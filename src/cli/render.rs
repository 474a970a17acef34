//! Terminal rendering of pipeline outputs as `comfy-table` tables.

use crate::api::FetchStatus;
use crate::models::{AqiCategory, CityAggregate, CountryStats, GlobalStats, ObservationRecord};
use crate::pipeline::FetchReport;
use comfy_table::presets::UTF8_FULL;
use comfy_table::{Cell, CellAlignment, Color, ContentArrangement, Table};

fn new_table(header: Vec<&str>) -> Table {
    let mut table = Table::new();
    table
        .load_preset(UTF8_FULL)
        .set_content_arrangement(ContentArrangement::Dynamic)
        .set_header(header);
    table
}

/// Parses `#RRGGBB`.
fn hex_to_rgb(hex: &str) -> Option<(u8, u8, u8)> {
    let hex = hex.strip_prefix('#')?;
    if hex.len() != 6 {
        return None;
    }
    let channel = |i: usize| u8::from_str_radix(&hex[i..i + 2], 16).ok();
    Some((channel(0)?, channel(2)?, channel(4)?))
}

fn aqi_cell(aqi: u16) -> Cell {
    let category = AqiCategory::from_aqi(aqi);
    let cell = Cell::new(aqi).set_alignment(CellAlignment::Right);
    match hex_to_rgb(category.color()) {
        Some((r, g, b)) => cell.fg(Color::Rgb { r, g, b }),
        None => cell,
    }
}

fn category_cell(category: AqiCategory) -> Cell {
    let cell = Cell::new(category.label());
    match hex_to_rgb(category.color()) {
        Some((r, g, b)) => cell.fg(Color::Rgb { r, g, b }),
        None => cell,
    }
}

fn optional(value: Option<f64>) -> String {
    value.map_or_else(|| "-".to_string(), |v| format!("{:.1}", v))
}

pub fn stats_table(stats: &GlobalStats) -> Table {
    let mut table = new_table(vec!["Metric", "Value"]);
    table.add_row(vec![
        Cell::new("Stations"),
        Cell::new(stats.total_stations),
    ]);
    table.add_row(vec![Cell::new("Cities"), Cell::new(stats.total_cities)]);
    table.add_row(vec![
        Cell::new("Countries"),
        Cell::new(stats.total_countries),
    ]);
    table.add_row(vec![
        Cell::new("Average AQI"),
        Cell::new(format!("{:.1}", stats.average_aqi)),
    ]);
    for (source, count) in &stats.by_source {
        table.add_row(vec![
            Cell::new(format!("Source: {}", source)),
            Cell::new(count),
        ]);
    }
    for (label, city) in [("Best city", &stats.best_city), ("Worst city", &stats.worst_city)] {
        let value = match city {
            Some(c) => format!(
                "{} ({}) AQI {}",
                c.name,
                c.country.as_deref().unwrap_or("?"),
                c.aqi
            ),
            None => "-".to_string(),
        };
        table.add_row(vec![Cell::new(label), Cell::new(value)]);
    }
    table.add_row(vec![
        Cell::new("Last updated"),
        Cell::new(stats.last_updated.format("%Y-%m-%d %H:%M:%S UTC")),
    ]);
    table
}

pub fn countries_table(countries: &[CountryStats]) -> Table {
    let mut table = new_table(vec!["Country", "Stations", "Cities", "Avg AQI", "Worst AQI"]);
    for c in countries {
        table.add_row(vec![
            Cell::new(&c.country),
            Cell::new(c.station_count),
            Cell::new(c.city_count),
            aqi_cell(c.average_aqi.round() as u16),
            aqi_cell(c.worst_aqi),
        ]);
    }
    table
}

pub fn cities_table(cities: &[CityAggregate]) -> Table {
    let mut table = new_table(vec![
        "#", "City", "Country", "Avg AQI", "Min", "Max", "Stations", "PM2.5", "PM10", "Quality",
    ]);
    for (rank, c) in cities.iter().enumerate() {
        table.add_row(vec![
            Cell::new(rank + 1),
            Cell::new(&c.name),
            Cell::new(c.country.as_deref().unwrap_or("-")),
            aqi_cell(c.average_aqi.round() as u16),
            Cell::new(c.min_aqi),
            Cell::new(c.max_aqi),
            Cell::new(c.station_count),
            Cell::new(optional(c.avg_pm25)),
            Cell::new(optional(c.avg_pm10)),
            Cell::new(c.data_quality.label()),
        ]);
    }
    table
}

pub fn stations_table(records: &[ObservationRecord]) -> Table {
    let mut table = new_table(vec![
        "Station", "City", "Region", "AQI", "Category", "PM2.5", "PM10", "Source", "Observed",
    ]);
    for r in records {
        table.add_row(vec![
            Cell::new(&r.location.name),
            Cell::new(r.location.city.as_deref().unwrap_or("-")),
            Cell::new(r.location.region.as_deref().unwrap_or("-")),
            aqi_cell(r.aqi),
            category_cell(r.aqi_category),
            Cell::new(optional(r.parameters.pm25)),
            Cell::new(optional(r.parameters.pm10)),
            Cell::new(r.source),
            Cell::new(r.timestamp.format("%Y-%m-%d %H:%M")),
        ]);
    }
    table
}

pub fn sources_table(reports: &[FetchReport]) -> Table {
    let mut table = new_table(vec!["Source", "Status", "Records", "Elapsed (ms)"]);
    for report in reports {
        let status = match &report.status {
            FetchStatus::Ok => Cell::new("ok").fg(Color::Green),
            FetchStatus::Skipped => Cell::new("skipped (not configured)").fg(Color::DarkGrey),
            FetchStatus::Failed(reason) => Cell::new(format!("failed: {}", reason)).fg(Color::Red),
            FetchStatus::TimedOut => Cell::new("timed out").fg(Color::Yellow),
        };
        table.add_row(vec![
            Cell::new(report.source),
            status,
            Cell::new(report.record_count),
            Cell::new(report.elapsed_ms),
        ]);
    }
    table
}

#[cfg(test)]
mod tests {
    use super::*;
    use crate::models::{CityHighlight, DataQuality, DataSource};
    use chrono::Utc;
    use std::collections::BTreeMap;

    #[test]
    fn test_hex_to_rgb() {
        assert_eq!(hex_to_rgb("#8F3F97"), Some((0x8F, 0x3F, 0x97)));
        assert_eq!(hex_to_rgb("8F3F97"), None);
        assert_eq!(hex_to_rgb("#GG0000"), None);
        for category in [
            AqiCategory::Good,
            AqiCategory::Moderate,
            AqiCategory::Unhealthy,
            AqiCategory::VeryUnhealthy,
            AqiCategory::Hazardous,
        ] {
            assert!(hex_to_rgb(category.color()).is_some());
        }
    }

    #[test]
    fn test_stats_table_lists_sources_and_extremes() {
        let stats = GlobalStats {
            total_stations: 3,
            total_cities: 2,
            total_countries: 1,
            by_source: BTreeMap::from([(DataSource::Waqi, 2), (DataSource::OpenAq, 1)]),
            average_aqi: 42.0,
            best_city: Some(CityHighlight {
                name: "Utrecht".to_string(),
                country: Some("NL".to_string()),
                aqi: 20,
            }),
            worst_city: None,
            last_updated: Utc::now(),
        };
        let table = stats_table(&stats);
        // 4 counters, 2 sources, best/worst, last updated.
        assert_eq!(table.row_iter().count(), 9);
        let rendered = table.to_string();
        assert!(rendered.contains("Source: waqi"));
        assert!(rendered.contains("Utrecht (NL) AQI 20"));
    }

    #[test]
    fn test_cities_table_numbers_rows() {
        let city = CityAggregate {
            name: "Delhi".to_string(),
            country: Some("IN".to_string()),
            average_aqi: 180.4,
            min_aqi: 150,
            max_aqi: 210,
            station_count: 4,
            avg_pm25: Some(95.25),
            avg_pm10: None,
            data_quality: DataQuality::Good,
        };
        let table = cities_table(&[city]);
        assert_eq!(table.row_iter().count(), 1);
        let rendered = table.to_string();
        assert!(rendered.contains("Delhi"));
        assert!(rendered.contains("95.2") || rendered.contains("95.3"));
    }

    #[test]
    fn test_sources_table_shows_failure_reason() {
        let reports = vec![
            FetchReport {
                source: DataSource::OpenAq,
                status: FetchStatus::Skipped,
                record_count: 0,
                elapsed_ms: 0,
            },
            FetchReport {
                source: DataSource::Waqi,
                status: FetchStatus::Failed("HTTP 503".to_string()),
                record_count: 0,
                elapsed_ms: 120,
            },
        ];
        let rendered = sources_table(&reports).to_string();
        assert!(rendered.contains("failed: HTTP 503"));
        assert!(rendered.contains("openaq"));
    }
}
● ● ● ● ●
When a line in the listing above holds "reports", include it in the tally; report only the tally.

__TASK OUTPUT__: 4